Powerful goshawk Temporal range: Holocene
- Conservation status: Extinct

Scientific classification
- Kingdom: Animalia
- Phylum: Chordata
- Class: Aves
- Order: Accipitriformes
- Family: Accipitridae
- Genus: Tachyspiza
- Species: †T. efficax
- Binomial name: †Tachyspiza efficax Balouet & Olson, 1989

= Powerful goshawk =

- Genus: Tachyspiza
- Species: efficax
- Authority: Balouet & Olson, 1989
- Conservation status: EX

Extinct species of bird

The powerful goshawk (Tachyspiza efficax), also referred to as the greater New Caledonian goshawk, is an extinct species of bird of prey in the family Accipitridae. It was endemic to the island of New Caledonia in Melanesia in the southwest Pacific region. It was described from subfossil bones found at the Pindai Caves paleontological site on the west coast of Grande Terre. The Latin specific epithet efficax means "powerful".

==Description==
It is an Accipiter of the A. gentilis group, recognizable by very large size and the proportionately short, very robust tarsometatarsus. This species differs from A. gentilis in proportions, the elements of the wing and pectoral girdle being smaller but the tarsometatarsus and claws as large and robust as in that species.

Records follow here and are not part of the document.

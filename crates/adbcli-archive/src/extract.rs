//! Zip extraction.
//!
//! On Unix, file mode bits stored in the archive are applied to extracted
//! files. Elsewhere they are ignored.

use std::fs::{self, File};
use std::io::{self, Read, Seek};
use std::path::{Path, PathBuf};

use crate::error::{Error, Result};
use crate::sanitize::sanitize_path;

#[derive(Clone, Debug, Default)]
pub struct ArchiveReport {
    pub entry_count: usize,
    pub total_bytes: u64,
    pub entries: Vec<ExtractedEntry>,
}

#[derive(Clone, Debug)]
pub struct ExtractedEntry {
    pub original_path: PathBuf,
    pub target_path: PathBuf,
    pub size: u64,
    pub is_directory: bool,
}

/// Extract the zip file at `archive` into `destination`.
pub fn extract_zip_file(archive: impl AsRef<Path>, destination: impl AsRef<Path>) -> Result<ArchiveReport> {
    let archive = archive.as_ref();
    let file = File::open(archive).map_err(|e| Error::ExtractionFailed {
        path: archive.to_path_buf(),
        source: e,
    })?;
    extract_zip(file, destination)
}

/// Extract every entry of a zip stream into `destination`.
///
/// Entry paths are sanitized before anything is written; the first invalid
/// entry aborts the extraction.
pub fn extract_zip<R: Read + Seek>(reader: R, destination: impl AsRef<Path>) -> Result<ArchiveReport> {
    let destination = destination.as_ref();
    let mut archive = zip::ZipArchive::new(reader)?;
    let mut report = ArchiveReport::default();

    for index in 0..archive.len() {
        let mut file = archive.by_index(index)?;
        let original_path = PathBuf::from(file.name());
        let target_path = sanitize_path(&original_path, destination)?;
        let is_directory = file.is_dir();

        if is_directory {
            ensure_directory(&target_path)?;
        } else {
            if let Some(parent) = target_path.parent() {
                ensure_directory(parent)?;
            }
            write_file(&mut file, &target_path)?;
            apply_mode(&target_path, file.unix_mode())?;
        }

        let size = file.size();
        report.entry_count += 1;
        report.total_bytes += size;
        report.entries.push(ExtractedEntry {
            original_path,
            target_path,
            size,
            is_directory,
        });
    }

    tracing::debug!(
        entries = report.entry_count,
        bytes = report.total_bytes,
        destination = %destination.display(),
        "extracted archive"
    );
    Ok(report)
}

fn write_file(reader: &mut impl Read, target_path: &Path) -> Result<()> {
    let mut out = File::create(target_path).map_err(|e| Error::ExtractionFailed {
        path: target_path.to_path_buf(),
        source: e,
    })?;
    io::copy(reader, &mut out).map_err(|e| Error::ExtractionFailed {
        path: target_path.to_path_buf(),
        source: e,
    })?;
    Ok(())
}

fn ensure_directory(path: &Path) -> Result<()> {
    fs::create_dir_all(path).map_err(|e| Error::DirectoryCreationFailed {
        path: path.to_path_buf(),
        source: e,
    })
}

#[cfg(unix)]
fn apply_mode(path: &Path, mode: Option<u32>) -> Result<()> {
    use std::os::unix::fs::PermissionsExt;

    match mode.map(|m| m & 0o777) {
        Some(m) if m != 0 => {
            fs::set_permissions(path, fs::Permissions::from_mode(m))?;
            Ok(())
        }
        _ => Ok(()),
    }
}

#[cfg(not(unix))]
fn apply_mode(_path: &Path, _mode: Option<u32>) -> Result<()> {
    Ok(())
}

Also, the distal foramen of the tarsometatarsus is markedly smaller and the wing of the inner trochlea does not extend as far posteriorly. Compared with A. meyerianus, the ulna is more robust, with a heavier olecranon; the tarsometatarsus is also more robust, especially in lateral view, the distal end is more expanded, the distal foramen smaller, and the posterior face of the shaft more excavated and channel-like.